WORK TO COMPLETE
All lines with the word "Accumulator" are to be found and copied from the listing.

*** Block opens ***

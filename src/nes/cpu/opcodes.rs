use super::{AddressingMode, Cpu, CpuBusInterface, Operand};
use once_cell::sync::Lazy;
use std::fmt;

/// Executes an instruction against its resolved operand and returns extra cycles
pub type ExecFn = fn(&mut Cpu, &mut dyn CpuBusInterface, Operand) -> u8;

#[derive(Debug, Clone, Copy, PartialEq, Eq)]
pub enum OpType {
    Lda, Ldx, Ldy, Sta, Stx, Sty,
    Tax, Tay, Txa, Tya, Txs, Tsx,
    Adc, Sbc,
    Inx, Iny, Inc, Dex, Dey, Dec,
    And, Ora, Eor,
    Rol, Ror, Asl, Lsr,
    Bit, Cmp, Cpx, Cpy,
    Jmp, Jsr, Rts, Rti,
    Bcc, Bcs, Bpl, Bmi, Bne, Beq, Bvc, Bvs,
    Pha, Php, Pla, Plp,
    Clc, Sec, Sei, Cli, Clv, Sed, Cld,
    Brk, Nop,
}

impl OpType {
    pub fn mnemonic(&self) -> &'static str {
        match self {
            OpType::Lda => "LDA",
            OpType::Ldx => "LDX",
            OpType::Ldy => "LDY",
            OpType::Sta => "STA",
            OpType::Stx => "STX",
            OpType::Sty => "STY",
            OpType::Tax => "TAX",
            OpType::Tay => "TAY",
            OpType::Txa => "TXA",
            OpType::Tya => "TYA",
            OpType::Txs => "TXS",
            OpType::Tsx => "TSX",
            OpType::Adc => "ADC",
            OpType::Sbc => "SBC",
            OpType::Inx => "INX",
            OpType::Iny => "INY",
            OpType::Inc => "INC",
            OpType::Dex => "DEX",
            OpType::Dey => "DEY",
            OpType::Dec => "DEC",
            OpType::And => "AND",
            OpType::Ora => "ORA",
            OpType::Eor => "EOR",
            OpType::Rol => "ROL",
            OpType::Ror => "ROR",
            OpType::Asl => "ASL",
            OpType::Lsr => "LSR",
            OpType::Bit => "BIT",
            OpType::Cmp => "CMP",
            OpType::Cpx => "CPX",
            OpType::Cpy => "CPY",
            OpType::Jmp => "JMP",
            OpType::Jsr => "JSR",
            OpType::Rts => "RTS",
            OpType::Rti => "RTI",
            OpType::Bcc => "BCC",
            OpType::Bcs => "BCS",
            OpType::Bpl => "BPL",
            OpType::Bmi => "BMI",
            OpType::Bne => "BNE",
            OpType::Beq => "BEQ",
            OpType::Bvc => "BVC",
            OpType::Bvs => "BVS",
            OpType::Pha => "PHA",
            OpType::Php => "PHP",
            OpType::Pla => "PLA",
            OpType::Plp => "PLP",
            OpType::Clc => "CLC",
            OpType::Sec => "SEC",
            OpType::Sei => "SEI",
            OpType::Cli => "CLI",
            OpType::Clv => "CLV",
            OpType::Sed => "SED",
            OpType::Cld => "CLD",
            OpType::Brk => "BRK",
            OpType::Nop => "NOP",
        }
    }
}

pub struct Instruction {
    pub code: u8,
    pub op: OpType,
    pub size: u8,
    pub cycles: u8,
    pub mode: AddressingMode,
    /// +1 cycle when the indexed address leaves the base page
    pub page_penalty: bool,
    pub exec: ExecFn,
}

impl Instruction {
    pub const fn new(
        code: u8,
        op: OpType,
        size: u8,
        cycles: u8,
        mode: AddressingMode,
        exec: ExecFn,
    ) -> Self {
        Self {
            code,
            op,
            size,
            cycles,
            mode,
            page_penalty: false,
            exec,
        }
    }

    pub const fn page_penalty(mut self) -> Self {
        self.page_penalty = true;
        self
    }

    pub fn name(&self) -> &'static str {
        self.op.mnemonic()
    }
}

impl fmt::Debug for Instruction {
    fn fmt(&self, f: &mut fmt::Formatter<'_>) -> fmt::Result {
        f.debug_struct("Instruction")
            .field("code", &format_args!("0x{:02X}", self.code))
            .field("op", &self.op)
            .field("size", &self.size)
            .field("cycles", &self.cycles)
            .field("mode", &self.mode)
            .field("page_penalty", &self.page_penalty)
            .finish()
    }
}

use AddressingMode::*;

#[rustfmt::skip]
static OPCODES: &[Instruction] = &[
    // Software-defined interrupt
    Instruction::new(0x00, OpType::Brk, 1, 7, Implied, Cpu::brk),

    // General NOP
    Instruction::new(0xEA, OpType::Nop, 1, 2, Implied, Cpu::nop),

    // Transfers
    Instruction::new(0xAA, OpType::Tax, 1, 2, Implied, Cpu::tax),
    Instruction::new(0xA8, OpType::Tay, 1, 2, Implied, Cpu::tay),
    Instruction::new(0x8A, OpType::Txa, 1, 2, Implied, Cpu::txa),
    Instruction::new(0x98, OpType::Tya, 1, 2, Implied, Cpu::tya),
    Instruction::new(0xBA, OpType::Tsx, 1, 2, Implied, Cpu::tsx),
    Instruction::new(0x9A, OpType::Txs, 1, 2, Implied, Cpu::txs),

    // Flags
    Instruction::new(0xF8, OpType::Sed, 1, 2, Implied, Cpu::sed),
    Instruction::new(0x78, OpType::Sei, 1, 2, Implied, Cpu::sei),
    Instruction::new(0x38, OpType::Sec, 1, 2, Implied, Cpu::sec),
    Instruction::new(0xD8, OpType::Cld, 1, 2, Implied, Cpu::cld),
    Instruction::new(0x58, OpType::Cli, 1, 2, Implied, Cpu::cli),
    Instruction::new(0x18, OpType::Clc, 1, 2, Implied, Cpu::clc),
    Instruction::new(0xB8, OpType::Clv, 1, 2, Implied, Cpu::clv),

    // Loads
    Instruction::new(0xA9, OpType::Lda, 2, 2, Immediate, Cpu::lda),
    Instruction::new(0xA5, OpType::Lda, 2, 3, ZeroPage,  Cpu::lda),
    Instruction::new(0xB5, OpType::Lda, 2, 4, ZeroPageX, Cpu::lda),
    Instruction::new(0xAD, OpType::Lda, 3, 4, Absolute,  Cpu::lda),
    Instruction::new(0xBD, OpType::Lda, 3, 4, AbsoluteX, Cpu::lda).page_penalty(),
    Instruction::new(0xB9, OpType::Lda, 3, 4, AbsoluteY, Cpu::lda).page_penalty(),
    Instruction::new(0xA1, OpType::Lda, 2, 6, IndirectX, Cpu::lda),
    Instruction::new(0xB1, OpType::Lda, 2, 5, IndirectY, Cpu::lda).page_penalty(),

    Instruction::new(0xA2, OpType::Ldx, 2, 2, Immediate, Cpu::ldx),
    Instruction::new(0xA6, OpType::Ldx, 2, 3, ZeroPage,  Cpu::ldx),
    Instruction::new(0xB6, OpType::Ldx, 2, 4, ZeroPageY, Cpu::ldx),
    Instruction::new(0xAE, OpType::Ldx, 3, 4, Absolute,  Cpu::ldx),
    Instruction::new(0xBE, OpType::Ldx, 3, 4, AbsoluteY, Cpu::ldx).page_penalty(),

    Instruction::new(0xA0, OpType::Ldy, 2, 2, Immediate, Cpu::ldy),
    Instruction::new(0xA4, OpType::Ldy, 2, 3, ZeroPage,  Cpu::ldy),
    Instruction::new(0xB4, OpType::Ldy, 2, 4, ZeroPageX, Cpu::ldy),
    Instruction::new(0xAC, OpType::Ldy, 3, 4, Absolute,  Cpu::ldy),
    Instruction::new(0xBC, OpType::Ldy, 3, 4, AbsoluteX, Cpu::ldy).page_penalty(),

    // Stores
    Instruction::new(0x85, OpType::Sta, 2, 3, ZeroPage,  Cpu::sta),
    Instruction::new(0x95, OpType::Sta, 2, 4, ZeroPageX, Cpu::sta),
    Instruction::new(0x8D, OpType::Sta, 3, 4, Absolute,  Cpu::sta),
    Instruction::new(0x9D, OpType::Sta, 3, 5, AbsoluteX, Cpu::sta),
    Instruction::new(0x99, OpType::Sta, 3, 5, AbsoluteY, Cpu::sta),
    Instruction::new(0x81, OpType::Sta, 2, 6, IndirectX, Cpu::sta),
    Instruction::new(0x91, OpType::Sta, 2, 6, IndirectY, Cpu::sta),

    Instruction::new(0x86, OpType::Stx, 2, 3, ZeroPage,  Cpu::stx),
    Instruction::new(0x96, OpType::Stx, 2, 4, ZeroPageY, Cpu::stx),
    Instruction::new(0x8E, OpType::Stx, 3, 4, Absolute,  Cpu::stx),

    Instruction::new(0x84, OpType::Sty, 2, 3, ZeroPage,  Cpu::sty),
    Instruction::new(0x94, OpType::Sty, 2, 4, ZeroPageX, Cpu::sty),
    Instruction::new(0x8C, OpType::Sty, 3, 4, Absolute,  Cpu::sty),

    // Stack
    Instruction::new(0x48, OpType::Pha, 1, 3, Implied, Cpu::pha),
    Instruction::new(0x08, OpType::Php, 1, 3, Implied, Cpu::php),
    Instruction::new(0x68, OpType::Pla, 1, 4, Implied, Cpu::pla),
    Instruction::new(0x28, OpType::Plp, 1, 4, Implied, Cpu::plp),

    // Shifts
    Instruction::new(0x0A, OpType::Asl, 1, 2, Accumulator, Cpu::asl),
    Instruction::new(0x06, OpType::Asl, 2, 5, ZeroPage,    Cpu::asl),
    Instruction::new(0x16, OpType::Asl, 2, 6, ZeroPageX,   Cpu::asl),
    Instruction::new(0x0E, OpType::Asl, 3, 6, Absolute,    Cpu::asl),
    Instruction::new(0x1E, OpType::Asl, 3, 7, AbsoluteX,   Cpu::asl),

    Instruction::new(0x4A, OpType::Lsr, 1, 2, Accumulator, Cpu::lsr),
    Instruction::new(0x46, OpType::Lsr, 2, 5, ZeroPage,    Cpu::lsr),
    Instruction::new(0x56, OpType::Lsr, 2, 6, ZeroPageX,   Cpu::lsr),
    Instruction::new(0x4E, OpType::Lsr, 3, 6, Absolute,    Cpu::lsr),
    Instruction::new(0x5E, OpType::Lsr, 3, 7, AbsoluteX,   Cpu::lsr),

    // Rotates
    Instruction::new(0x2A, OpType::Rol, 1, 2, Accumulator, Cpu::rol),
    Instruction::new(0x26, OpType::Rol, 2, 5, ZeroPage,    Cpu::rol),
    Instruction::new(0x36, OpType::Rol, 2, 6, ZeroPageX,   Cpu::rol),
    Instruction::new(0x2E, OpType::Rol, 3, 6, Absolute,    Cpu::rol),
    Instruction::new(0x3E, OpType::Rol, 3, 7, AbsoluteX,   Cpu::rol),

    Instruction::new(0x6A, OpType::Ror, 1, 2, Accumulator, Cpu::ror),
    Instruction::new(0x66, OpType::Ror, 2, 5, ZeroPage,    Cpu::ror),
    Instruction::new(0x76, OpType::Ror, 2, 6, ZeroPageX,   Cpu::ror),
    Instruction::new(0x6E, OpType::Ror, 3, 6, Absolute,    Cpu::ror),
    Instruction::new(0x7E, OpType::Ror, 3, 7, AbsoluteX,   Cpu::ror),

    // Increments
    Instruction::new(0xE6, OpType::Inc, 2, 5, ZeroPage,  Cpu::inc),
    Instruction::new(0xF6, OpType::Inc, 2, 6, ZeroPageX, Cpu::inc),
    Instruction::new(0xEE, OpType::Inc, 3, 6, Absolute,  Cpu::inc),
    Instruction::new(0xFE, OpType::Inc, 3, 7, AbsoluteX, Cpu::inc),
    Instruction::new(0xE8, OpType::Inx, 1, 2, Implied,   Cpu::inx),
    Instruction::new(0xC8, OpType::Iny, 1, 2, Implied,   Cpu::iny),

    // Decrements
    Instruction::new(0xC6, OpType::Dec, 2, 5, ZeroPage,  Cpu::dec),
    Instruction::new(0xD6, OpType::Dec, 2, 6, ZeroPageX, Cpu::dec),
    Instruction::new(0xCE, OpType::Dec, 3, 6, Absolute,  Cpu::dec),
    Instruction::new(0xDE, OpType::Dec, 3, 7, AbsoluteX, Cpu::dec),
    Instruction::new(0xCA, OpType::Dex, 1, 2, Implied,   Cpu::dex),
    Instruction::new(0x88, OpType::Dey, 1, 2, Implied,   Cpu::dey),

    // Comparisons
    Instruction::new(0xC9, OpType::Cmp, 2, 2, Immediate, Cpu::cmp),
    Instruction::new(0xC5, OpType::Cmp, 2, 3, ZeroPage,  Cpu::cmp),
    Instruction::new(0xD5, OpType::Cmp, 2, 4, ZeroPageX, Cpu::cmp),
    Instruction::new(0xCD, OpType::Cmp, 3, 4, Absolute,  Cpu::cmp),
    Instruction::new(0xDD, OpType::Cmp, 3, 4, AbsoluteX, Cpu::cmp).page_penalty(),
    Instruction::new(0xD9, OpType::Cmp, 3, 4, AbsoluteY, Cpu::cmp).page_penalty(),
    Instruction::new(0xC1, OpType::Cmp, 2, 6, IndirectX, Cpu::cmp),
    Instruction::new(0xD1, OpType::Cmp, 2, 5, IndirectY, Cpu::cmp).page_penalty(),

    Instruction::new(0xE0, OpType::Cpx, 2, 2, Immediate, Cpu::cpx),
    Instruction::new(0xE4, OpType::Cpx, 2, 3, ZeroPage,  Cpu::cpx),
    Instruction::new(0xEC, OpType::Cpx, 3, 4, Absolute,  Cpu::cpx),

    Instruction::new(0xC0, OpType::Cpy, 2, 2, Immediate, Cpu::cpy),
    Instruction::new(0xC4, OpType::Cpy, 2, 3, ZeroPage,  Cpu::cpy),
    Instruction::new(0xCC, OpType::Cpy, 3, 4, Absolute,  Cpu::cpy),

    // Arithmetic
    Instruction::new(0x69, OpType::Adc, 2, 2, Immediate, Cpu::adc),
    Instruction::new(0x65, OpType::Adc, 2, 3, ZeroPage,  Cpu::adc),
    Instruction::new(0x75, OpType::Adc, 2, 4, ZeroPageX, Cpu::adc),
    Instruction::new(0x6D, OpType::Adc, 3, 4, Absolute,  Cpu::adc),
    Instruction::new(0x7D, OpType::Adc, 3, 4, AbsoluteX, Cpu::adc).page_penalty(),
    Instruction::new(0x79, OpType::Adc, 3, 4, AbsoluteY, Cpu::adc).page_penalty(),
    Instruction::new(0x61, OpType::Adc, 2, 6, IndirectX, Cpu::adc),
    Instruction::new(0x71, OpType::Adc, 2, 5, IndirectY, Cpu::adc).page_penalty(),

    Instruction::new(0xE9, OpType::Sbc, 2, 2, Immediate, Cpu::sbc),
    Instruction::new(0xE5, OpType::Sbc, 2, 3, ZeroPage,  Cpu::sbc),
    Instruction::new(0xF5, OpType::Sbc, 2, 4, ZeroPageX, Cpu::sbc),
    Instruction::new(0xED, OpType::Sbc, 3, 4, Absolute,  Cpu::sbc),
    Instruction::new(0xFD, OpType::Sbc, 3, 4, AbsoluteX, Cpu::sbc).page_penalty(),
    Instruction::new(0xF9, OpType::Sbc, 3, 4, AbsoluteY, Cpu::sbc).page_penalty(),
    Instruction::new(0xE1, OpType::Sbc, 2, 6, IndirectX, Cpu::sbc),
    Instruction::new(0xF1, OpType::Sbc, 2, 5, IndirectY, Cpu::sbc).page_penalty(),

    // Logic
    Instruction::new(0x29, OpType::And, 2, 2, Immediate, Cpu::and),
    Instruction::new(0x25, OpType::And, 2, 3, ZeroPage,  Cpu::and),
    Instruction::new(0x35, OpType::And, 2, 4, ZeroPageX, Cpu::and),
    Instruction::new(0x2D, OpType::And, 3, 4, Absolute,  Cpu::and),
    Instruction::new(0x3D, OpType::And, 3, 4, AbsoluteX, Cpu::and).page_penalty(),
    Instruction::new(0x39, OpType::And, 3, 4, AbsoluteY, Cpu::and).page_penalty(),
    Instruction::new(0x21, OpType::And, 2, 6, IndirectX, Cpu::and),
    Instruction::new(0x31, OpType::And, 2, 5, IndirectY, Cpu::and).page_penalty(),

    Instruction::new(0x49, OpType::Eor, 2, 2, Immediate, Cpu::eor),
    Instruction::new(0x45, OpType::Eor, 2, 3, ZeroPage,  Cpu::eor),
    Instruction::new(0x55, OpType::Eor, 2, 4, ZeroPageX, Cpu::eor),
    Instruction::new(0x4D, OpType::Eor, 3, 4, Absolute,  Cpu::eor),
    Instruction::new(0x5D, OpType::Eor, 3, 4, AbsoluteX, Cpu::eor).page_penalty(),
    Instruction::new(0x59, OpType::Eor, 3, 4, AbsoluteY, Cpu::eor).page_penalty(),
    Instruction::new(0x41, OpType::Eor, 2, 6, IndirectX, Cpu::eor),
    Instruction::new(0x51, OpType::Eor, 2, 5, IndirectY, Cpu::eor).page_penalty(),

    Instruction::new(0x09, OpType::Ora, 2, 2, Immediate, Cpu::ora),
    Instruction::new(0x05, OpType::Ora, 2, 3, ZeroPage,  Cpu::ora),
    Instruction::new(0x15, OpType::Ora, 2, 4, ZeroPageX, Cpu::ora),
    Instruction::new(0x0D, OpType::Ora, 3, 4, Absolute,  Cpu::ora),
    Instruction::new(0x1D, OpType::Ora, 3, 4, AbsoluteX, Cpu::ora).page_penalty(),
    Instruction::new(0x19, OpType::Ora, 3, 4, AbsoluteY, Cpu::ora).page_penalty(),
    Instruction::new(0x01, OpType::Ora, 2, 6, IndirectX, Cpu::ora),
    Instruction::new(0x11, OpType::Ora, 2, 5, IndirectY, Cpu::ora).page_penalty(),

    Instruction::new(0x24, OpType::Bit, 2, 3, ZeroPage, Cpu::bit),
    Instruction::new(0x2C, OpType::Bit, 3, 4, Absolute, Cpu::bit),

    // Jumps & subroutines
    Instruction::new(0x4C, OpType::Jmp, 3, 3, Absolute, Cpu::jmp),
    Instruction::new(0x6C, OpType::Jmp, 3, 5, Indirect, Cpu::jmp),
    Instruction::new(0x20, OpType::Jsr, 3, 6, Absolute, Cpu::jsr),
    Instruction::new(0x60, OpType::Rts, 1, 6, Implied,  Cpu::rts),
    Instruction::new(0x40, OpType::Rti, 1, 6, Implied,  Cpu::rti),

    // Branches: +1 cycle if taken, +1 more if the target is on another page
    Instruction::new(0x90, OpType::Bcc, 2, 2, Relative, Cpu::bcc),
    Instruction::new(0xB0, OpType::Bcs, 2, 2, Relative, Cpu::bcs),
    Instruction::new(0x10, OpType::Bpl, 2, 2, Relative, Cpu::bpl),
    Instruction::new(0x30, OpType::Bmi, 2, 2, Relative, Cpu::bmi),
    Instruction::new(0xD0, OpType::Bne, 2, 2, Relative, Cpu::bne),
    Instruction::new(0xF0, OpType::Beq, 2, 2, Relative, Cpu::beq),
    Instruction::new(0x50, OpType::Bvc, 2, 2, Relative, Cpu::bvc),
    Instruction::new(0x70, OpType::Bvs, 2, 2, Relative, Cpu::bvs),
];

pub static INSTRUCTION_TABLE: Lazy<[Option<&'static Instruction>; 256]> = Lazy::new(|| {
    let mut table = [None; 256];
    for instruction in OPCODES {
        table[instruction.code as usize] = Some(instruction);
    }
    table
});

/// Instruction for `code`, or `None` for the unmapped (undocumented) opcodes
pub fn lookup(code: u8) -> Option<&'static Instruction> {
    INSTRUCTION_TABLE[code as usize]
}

*** Block closes ***

SOLUTION FOR THIS TASK
    Instruction::new(0x0A, OpType::Asl, 1, 2, Accumulator, Cpu::asl),
    Instruction::new(0x4A, OpType::Lsr, 1, 2, Accumulator, Cpu::lsr),
    Instruction::new(0x2A, OpType::Rol, 1, 2, Accumulator, Cpu::rol),
    Instruction::new(0x6A, OpType::Ror, 1, 2, Accumulator, Cpu::ror),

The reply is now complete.